Take the records below and set them down exactly, so that every line matches the original.

::: RECORD EXTRACTS :::

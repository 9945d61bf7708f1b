//! Controller state and its transition function.

use crate::ticket::{Ticket, TicketStatus};

use super::engine::StatusFilter;

/// Everything the queue controller knows.
#[derive(Debug, Clone, Default, PartialEq)]
pub struct QueueState {
    /// Authoritative ticket collection, in store arrival order.
    pub tickets: Vec<Ticket>,
    /// Ticket of the single outstanding assign/resolve action.
    pub active_ticket_id: Option<String>,
    pub last_error: Option<String>,
    pub filter: StatusFilter,
}

/// A discrete state change.
#[derive(Debug, Clone, PartialEq)]
pub enum QueueEvent {
    /// The store's full ticket list replaced the collection.
    Loaded(Vec<Ticket>),
    /// The store created a ticket.
    Created(Ticket),
    /// An assign/resolve action took the in-flight slot.
    ActionStarted { ticket_id: String },
    /// The in-flight slot was released.
    ActionEnded,
    /// The store confirmed an assignment.
    Assigned { ticket_id: String, assignee: String },
    /// The store confirmed a resolution.
    Resolved { ticket_id: String },
    /// An action failed.
    Failed(String),
    ErrorCleared,
    FilterChanged(StatusFilter),
}

impl QueueState {
    /// Apply one event.
    ///
    /// Confirmations for tickets that are no longer in the collection are
    /// ignored; nothing is ever removed from the collection.
    pub fn apply(&mut self, event: QueueEvent) {
        match event {
            QueueEvent::Loaded(tickets) => {
                self.tickets = tickets;
            }
            QueueEvent::Created(ticket) => {
                self.tickets.push(ticket);
            }
            QueueEvent::ActionStarted { ticket_id } => {
                self.active_ticket_id = Some(ticket_id);
                self.last_error = None;
            }
            QueueEvent::ActionEnded => {
                self.active_ticket_id = None;
            }
            QueueEvent::Assigned {
                ticket_id,
                assignee,
            } => {
                if let Some(ticket) = self.find_mut(&ticket_id) {
                    ticket.status = TicketStatus::Assigned;
                    ticket.assignee = Some(assignee);
                }
            }
            QueueEvent::Resolved { ticket_id } => {
                if let Some(ticket) = self.find_mut(&ticket_id) {
                    ticket.status = TicketStatus::Resolved;
                }
            }
            QueueEvent::Failed(message) => {
                self.last_error = Some(message);
            }
            QueueEvent::ErrorCleared => {
                self.last_error = None;
            }
            QueueEvent::FilterChanged(filter) => {
                self.filter = filter;
            }
        }
    }

    /// Pure form of [`QueueState::apply`].
    pub fn reduce(mut self, event: QueueEvent) -> Self {
        self.apply(event);
        self
    }

    pub fn find(&self, ticket_id: &str) -> Option<&Ticket> {
        self.tickets.iter().find(|t| t.id == ticket_id)
    }

    fn find_mut(&mut self, ticket_id: &str) -> Option<&mut Ticket> {
        self.tickets.iter_mut().find(|t| t.id == ticket_id)
    }
}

:::

> RESULT
repository 9945d61bf7708f1b
//! Controller state and its transition function.

use crate::ticket::{Ticket, TicketStatus};

use super::engine::StatusFilter;

/// Everything the queue controller knows.
#[derive(Debug, Clone, Default, PartialEq)]
pub struct QueueState {
    /// Authoritative ticket collection, in store arrival order.
    pub tickets: Vec<Ticket>,
    /// Ticket of the single outstanding assign/resolve action.
    pub active_ticket_id: Option<String>,
    pub last_error: Option<String>,
    pub filter: StatusFilter,
}

/// A discrete state change.
#[derive(Debug, Clone, PartialEq)]
pub enum QueueEvent {
    /// The store's full ticket list replaced the collection.
    Loaded(Vec<Ticket>),
    /// The store created a ticket.
    Created(Ticket),
    /// An assign/resolve action took the in-flight slot.
    ActionStarted { ticket_id: String },
    /// The in-flight slot was released.
    ActionEnded,
    /// The store confirmed an assignment.
    Assigned { ticket_id: String, assignee: String },
    /// The store confirmed a resolution.
    Resolved { ticket_id: String },
    /// An action failed.
    Failed(String),
    ErrorCleared,
    FilterChanged(StatusFilter),
}

impl QueueState {
    /// Apply one event.
    ///
    /// Confirmations for tickets that are no longer in the collection are
    /// ignored; nothing is ever removed from the collection.
    pub fn apply(&mut self, event: QueueEvent) {
        match event {
            QueueEvent::Loaded(tickets) => {
                self.tickets = tickets;
            }
            QueueEvent::Created(ticket) => {
                self.tickets.push(ticket);
            }
            QueueEvent::ActionStarted { ticket_id } => {
                self.active_ticket_id = Some(ticket_id);
                self.last_error = None;
            }
            QueueEvent::ActionEnded => {
                self.active_ticket_id = None;
            }
            QueueEvent::Assigned {
                ticket_id,
                assignee,
            } => {
                if let Some(ticket) = self.find_mut(&ticket_id) {
                    ticket.status = TicketStatus::Assigned;
                    ticket.assignee = Some(assignee);
                }
            }
            QueueEvent::Resolved { ticket_id } => {
                if let Some(ticket) = self.find_mut(&ticket_id) {
                    ticket.status = TicketStatus::Resolved;
                }
            }
            QueueEvent::Failed(message) => {
                self.last_error = Some(message);
            }
            QueueEvent::ErrorCleared => {
                self.last_error = None;
            }
            QueueEvent::FilterChanged(filter) => {
                self.filter = filter;
            }
        }
    }

    /// Pure form of [`QueueState::apply`].
    pub fn reduce(mut self, event: QueueEvent) -> Self {
        self.apply(event);
        self
    }

    pub fn find(&self, ticket_id: &str) -> Option<&Ticket> {
        self.tickets.iter().find(|t| t.id == ticket_id)
    }

    fn find_mut(&mut self, ticket_id: &str) -> Option<&mut Ticket> {
        self.tickets.iter_mut().find(|t| t.id == ticket_id)
    }
}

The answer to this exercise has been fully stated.